◆ **WORK ORDER**
Write out the full listing again. Make no alterations.

◆ **LISTED RECORDS**
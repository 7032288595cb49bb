//! Butterworth IIR design in second-order-section form
//!
//! Analog prototype poles are frequency-transformed to the requested band,
//! mapped to the z-plane with the bilinear transform (cutoffs prewarped), and
//! grouped into conjugate-pole biquads. Frequencies are handled normalized to
//! Nyquist, so the bilinear transform runs at an implied rate of 2.

use rustfft::num_complex::Complex64;
use std::f64::consts::PI;

use super::{Biquad, FilterBand, FilterCoefficients, FilterKind, FilterSpec};
use crate::error::{DemuxError, Result};

/// Bilinear constant `2 * fs` for the implied rate of 2
const BILINEAR_K: f64 = 4.0;

/// Imaginary parts below this are treated as real poles when pairing
const REAL_POLE_TOL: f64 = 1e-10;

/// Zeros, poles and gain of a transfer function
struct Zpk {
    zeros: Vec<Complex64>,
    poles: Vec<Complex64>,
    gain: f64,
}

/// Design a Butterworth filter for `spec`.
///
/// Fails with `InvalidSpec` for a zero order, non-positive or non-finite
/// cutoffs, an unordered band, or any edge at or above Nyquist.
pub fn design(spec: &FilterSpec) -> Result<FilterCoefficients> {
    validate(spec)?;

    let nyquist = spec.nyquist();
    let prototype = butterworth_prototype(spec.order);

    let analog = match spec.band {
        FilterBand::Lowpass { cutoff_hz } => {
            lowpass_transform(prototype, prewarp(cutoff_hz / nyquist))
        }
        FilterBand::Bandpass { low_hz, high_hz } => bandpass_transform(
            prototype,
            prewarp(low_hz / nyquist),
            prewarp(high_hz / nyquist),
        ),
    };

    let digital = bilinear(analog);
    let coefficients = FilterCoefficients::new(to_sections(digital, spec.kind()));
    debug_assert!(coefficients.is_stable(), "unstable design for {:?}", spec);
    Ok(coefficients)
}

fn validate(spec: &FilterSpec) -> Result<()> {
    let kind = spec.kind();
    if spec.order == 0 {
        return Err(DemuxError::invalid_spec(kind, "order must be at least 1"));
    }
    if spec.sample_rate == 0 {
        return Err(DemuxError::invalid_spec(kind, "sample rate must be positive"));
    }

    let nyquist = spec.nyquist();
    let check_edge = |name: &str, hz: f64| -> Result<()> {
        if !hz.is_finite() || hz <= 0.0 {
            return Err(DemuxError::invalid_spec(
                kind,
                format!("{} {} Hz must be positive", name, hz),
            ));
        }
        if hz >= nyquist {
            return Err(DemuxError::invalid_spec(
                kind,
                format!("{} {} Hz is not below Nyquist ({} Hz)", name, hz, nyquist),
            ));
        }
        Ok(())
    };

    match spec.band {
        FilterBand::Lowpass { cutoff_hz } => check_edge("cutoff", cutoff_hz),
        FilterBand::Bandpass { low_hz, high_hz } => {
            check_edge("low cutoff", low_hz)?;
            check_edge("high cutoff", high_hz)?;
            if low_hz >= high_hz {
                return Err(DemuxError::invalid_spec(
                    kind,
                    format!("low cutoff {} Hz must be below high cutoff {} Hz", low_hz, high_hz),
                ));
            }
            Ok(())
        }
    }
}

/// Prewarp a Nyquist-normalized frequency to the analog axis
fn prewarp(normalized: f64) -> f64 {
    BILINEAR_K * (PI * normalized / 2.0).tan()
}

/// Unit-cutoff analog Butterworth poles, evenly spaced on the left half circle
fn butterworth_prototype(order: usize) -> Zpk {
    let n = order as i64;
    let poles = (0..n)
        .map(|k| {
            let m = 2 * k - (n - 1);
            -Complex64::from_polar(1.0, PI * m as f64 / (2 * n) as f64)
        })
        .collect();

    Zpk {
        zeros: Vec::new(),
        poles,
        gain: 1.0,
    }
}

fn lowpass_transform(proto: Zpk, cutoff: f64) -> Zpk {
    let degree = (proto.poles.len() - proto.zeros.len()) as i32;
    Zpk {
        zeros: proto.zeros.iter().map(|&z| z * cutoff).collect(),
        poles: proto.poles.iter().map(|&p| p * cutoff).collect(),
        gain: proto.gain * cutoff.powi(degree),
    }
}

/// Each prototype pole splits into a pair around the band center; the excess
/// degree becomes zeros at the origin
fn bandpass_transform(proto: Zpk, low: f64, high: f64) -> Zpk {
    let bandwidth = high - low;
    let center_sq = low * high;
    let degree = proto.poles.len() - proto.zeros.len();

    let split = |roots: &[Complex64]| -> Vec<Complex64> {
        let scaled: Vec<Complex64> = roots.iter().map(|&r| r * (bandwidth / 2.0)).collect();
        let upper = scaled.iter().map(|&r| r + (r * r - center_sq).sqrt());
        let lower = scaled.iter().map(|&r| r - (r * r - center_sq).sqrt());
        upper.chain(lower).collect()
    };

    let mut zeros = split(&proto.zeros);
    zeros.extend(std::iter::repeat(Complex64::new(0.0, 0.0)).take(degree));

    Zpk {
        zeros,
        poles: split(&proto.poles),
        gain: proto.gain * bandwidth.powi(degree as i32),
    }
}

/// Map s-plane roots to the z-plane; zeros at infinity land on z = -1
fn bilinear(analog: Zpk) -> Zpk {
    let k = Complex64::new(BILINEAR_K, 0.0);
    let degree = analog.poles.len() - analog.zeros.len();

    let num: Complex64 = analog.zeros.iter().map(|&z| k - z).product();
    let den: Complex64 = analog.poles.iter().map(|&p| k - p).product();

    let mut zeros: Vec<Complex64> = analog.zeros.iter().map(|&z| (k + z) / (k - z)).collect();
    zeros.extend(std::iter::repeat(Complex64::new(-1.0, 0.0)).take(degree));

    Zpk {
        zeros,
        poles: analog.poles.iter().map(|&p| (k + p) / (k - p)).collect(),
        gain: analog.gain * (num / den).re,
    }
}

/// Group digital poles into biquads.
///
/// Butterworth zeros only ever sit at z = 1 or z = -1, so each section's
/// numerator is fixed by the filter kind: lowpass sections carry a double
/// zero at -1, bandpass sections one zero at each of +1 and -1. The overall
/// gain is folded into the first section.
fn to_sections(digital: Zpk, kind: FilterKind) -> Vec<Biquad> {
    let (mut complex, mut real): (Vec<Complex64>, Vec<Complex64>) = digital
        .poles
        .into_iter()
        .partition(|p| p.im.abs() > REAL_POLE_TOL);
    complex.retain(|p| p.im > 0.0);
    real.sort_by(|a, b| a.re.total_cmp(&b.re));

    let numerator = match kind {
        FilterKind::Lowpass => [1.0, 2.0, 1.0],
        FilterKind::Bandpass => [1.0, 0.0, -1.0],
    };

    let mut sections: Vec<Biquad> = complex
        .iter()
        .map(|p| Biquad::new(numerator, [-2.0 * p.re, p.norm_sqr()]))
        .collect();

    for pair in real.chunks(2) {
        match pair {
            [p1, p2] => sections.push(Biquad::new(
                numerator,
                [-(p1.re + p2.re), p1.re * p2.re],
            )),
            // Odd lowpass order leaves one real pole with one zero at -1
            [p] => sections.push(Biquad::new([1.0, 1.0, 0.0], [-p.re, 0.0])),
            _ => unreachable!("chunks(2) yields one or two poles"),
        }
    }

    if let Some(first) = sections.first_mut() {
        for b in first.b.iter_mut() {
            *b *= digital.gain;
        }
    }
    sections
}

◆ **RESULT BELOW**
repository 7032288595cb49bb
//! Butterworth IIR design in second-order-section form
//!
//! Analog prototype poles are frequency-transformed to the requested band,
//! mapped to the z-plane with the bilinear transform (cutoffs prewarped), and
//! grouped into conjugate-pole biquads. Frequencies are handled normalized to
//! Nyquist, so the bilinear transform runs at an implied rate of 2.

use rustfft::num_complex::Complex64;
use std::f64::consts::PI;

use super::{Biquad, FilterBand, FilterCoefficients, FilterKind, FilterSpec};
use crate::error::{DemuxError, Result};

/// Bilinear constant `2 * fs` for the implied rate of 2
const BILINEAR_K: f64 = 4.0;

/// Imaginary parts below this are treated as real poles when pairing
const REAL_POLE_TOL: f64 = 1e-10;

/// Zeros, poles and gain of a transfer function
struct Zpk {
    zeros: Vec<Complex64>,
    poles: Vec<Complex64>,
    gain: f64,
}

/// Design a Butterworth filter for `spec`.
///
/// Fails with `InvalidSpec` for a zero order, non-positive or non-finite
/// cutoffs, an unordered band, or any edge at or above Nyquist.
pub fn design(spec: &FilterSpec) -> Result<FilterCoefficients> {
    validate(spec)?;

    let nyquist = spec.nyquist();
    let prototype = butterworth_prototype(spec.order);

    let analog = match spec.band {
        FilterBand::Lowpass { cutoff_hz } => {
            lowpass_transform(prototype, prewarp(cutoff_hz / nyquist))
        }
        FilterBand::Bandpass { low_hz, high_hz } => bandpass_transform(
            prototype,
            prewarp(low_hz / nyquist),
            prewarp(high_hz / nyquist),
        ),
    };

    let digital = bilinear(analog);
    let coefficients = FilterCoefficients::new(to_sections(digital, spec.kind()));
    debug_assert!(coefficients.is_stable(), "unstable design for {:?}", spec);
    Ok(coefficients)
}

fn validate(spec: &FilterSpec) -> Result<()> {
    let kind = spec.kind();
    if spec.order == 0 {
        return Err(DemuxError::invalid_spec(kind, "order must be at least 1"));
    }
    if spec.sample_rate == 0 {
        return Err(DemuxError::invalid_spec(kind, "sample rate must be positive"));
    }

    let nyquist = spec.nyquist();
    let check_edge = |name: &str, hz: f64| -> Result<()> {
        if !hz.is_finite() || hz <= 0.0 {
            return Err(DemuxError::invalid_spec(
                kind,
                format!("{} {} Hz must be positive", name, hz),
            ));
        }
        if hz >= nyquist {
            return Err(DemuxError::invalid_spec(
                kind,
                format!("{} {} Hz is not below Nyquist ({} Hz)", name, hz, nyquist),
            ));
        }
        Ok(())
    };

    match spec.band {
        FilterBand::Lowpass { cutoff_hz } => check_edge("cutoff", cutoff_hz),
        FilterBand::Bandpass { low_hz, high_hz } => {
            check_edge("low cutoff", low_hz)?;
            check_edge("high cutoff", high_hz)?;
            if low_hz >= high_hz {
                return Err(DemuxError::invalid_spec(
                    kind,
                    format!("low cutoff {} Hz must be below high cutoff {} Hz", low_hz, high_hz),
                ));
            }
            Ok(())
        }
    }
}

/// Prewarp a Nyquist-normalized frequency to the analog axis
fn prewarp(normalized: f64) -> f64 {
    BILINEAR_K * (PI * normalized / 2.0).tan()
}

/// Unit-cutoff analog Butterworth poles, evenly spaced on the left half circle
fn butterworth_prototype(order: usize) -> Zpk {
    let n = order as i64;
    let poles = (0..n)
        .map(|k| {
            let m = 2 * k - (n - 1);
            -Complex64::from_polar(1.0, PI * m as f64 / (2 * n) as f64)
        })
        .collect();

    Zpk {
        zeros: Vec::new(),
        poles,
        gain: 1.0,
    }
}

fn lowpass_transform(proto: Zpk, cutoff: f64) -> Zpk {
    let degree = (proto.poles.len() - proto.zeros.len()) as i32;
    Zpk {
        zeros: proto.zeros.iter().map(|&z| z * cutoff).collect(),
        poles: proto.poles.iter().map(|&p| p * cutoff).collect(),
        gain: proto.gain * cutoff.powi(degree),
    }
}

/// Each prototype pole splits into a pair around the band center; the excess
/// degree becomes zeros at the origin
fn bandpass_transform(proto: Zpk, low: f64, high: f64) -> Zpk {
    let bandwidth = high - low;
    let center_sq = low * high;
    let degree = proto.poles.len() - proto.zeros.len();

    let split = |roots: &[Complex64]| -> Vec<Complex64> {
        let scaled: Vec<Complex64> = roots.iter().map(|&r| r * (bandwidth / 2.0)).collect();
        let upper = scaled.iter().map(|&r| r + (r * r - center_sq).sqrt());
        let lower = scaled.iter().map(|&r| r - (r * r - center_sq).sqrt());
        upper.chain(lower).collect()
    };

    let mut zeros = split(&proto.zeros);
    zeros.extend(std::iter::repeat(Complex64::new(0.0, 0.0)).take(degree));

    Zpk {
        zeros,
        poles: split(&proto.poles),
        gain: proto.gain * bandwidth.powi(degree as i32),
    }
}

/// Map s-plane roots to the z-plane; zeros at infinity land on z = -1
fn bilinear(analog: Zpk) -> Zpk {
    let k = Complex64::new(BILINEAR_K, 0.0);
    let degree = analog.poles.len() - analog.zeros.len();

    let num: Complex64 = analog.zeros.iter().map(|&z| k - z).product();
    let den: Complex64 = analog.poles.iter().map(|&p| k - p).product();

    let mut zeros: Vec<Complex64> = analog.zeros.iter().map(|&z| (k + z) / (k - z)).collect();
    zeros.extend(std::iter::repeat(Complex64::new(-1.0, 0.0)).take(degree));

    Zpk {
        zeros,
        poles: analog.poles.iter().map(|&p| (k + p) / (k - p)).collect(),
        gain: analog.gain * (num / den).re,
    }
}

/// Group digital poles into biquads.
///
/// Butterworth zeros only ever sit at z = 1 or z = -1, so each section's
/// numerator is fixed by the filter kind: lowpass sections carry a double
/// zero at -1, bandpass sections one zero at each of +1 and -1. The overall
/// gain is folded into the first section.
fn to_sections(digital: Zpk, kind: FilterKind) -> Vec<Biquad> {
    let (mut complex, mut real): (Vec<Complex64>, Vec<Complex64>) = digital
        .poles
        .into_iter()
        .partition(|p| p.im.abs() > REAL_POLE_TOL);
    complex.retain(|p| p.im > 0.0);
    real.sort_by(|a, b| a.re.total_cmp(&b.re));

    let numerator = match kind {
        FilterKind::Lowpass => [1.0, 2.0, 1.0],
        FilterKind::Bandpass => [1.0, 0.0, -1.0],
    };

    let mut sections: Vec<Biquad> = complex
        .iter()
        .map(|p| Biquad::new(numerator, [-2.0 * p.re, p.norm_sqr()]))
        .collect();

    for pair in real.chunks(2) {
        match pair {
            [p1, p2] => sections.push(Biquad::new(
                numerator,
                [-(p1.re + p2.re), p1.re * p2.re],
            )),
            // Odd lowpass order leaves one real pole with one zero at -1
            [p] => sections.push(Biquad::new([1.0, 1.0, 0.0], [-p.re, 0.0])),
            _ => unreachable!("chunks(2) yields one or two poles"),
        }
    }

    if let Some(first) = sections.first_mut() {
        for b in first.b.iter_mut() {
            *b *= digital.gain;
        }
    }
    sections
}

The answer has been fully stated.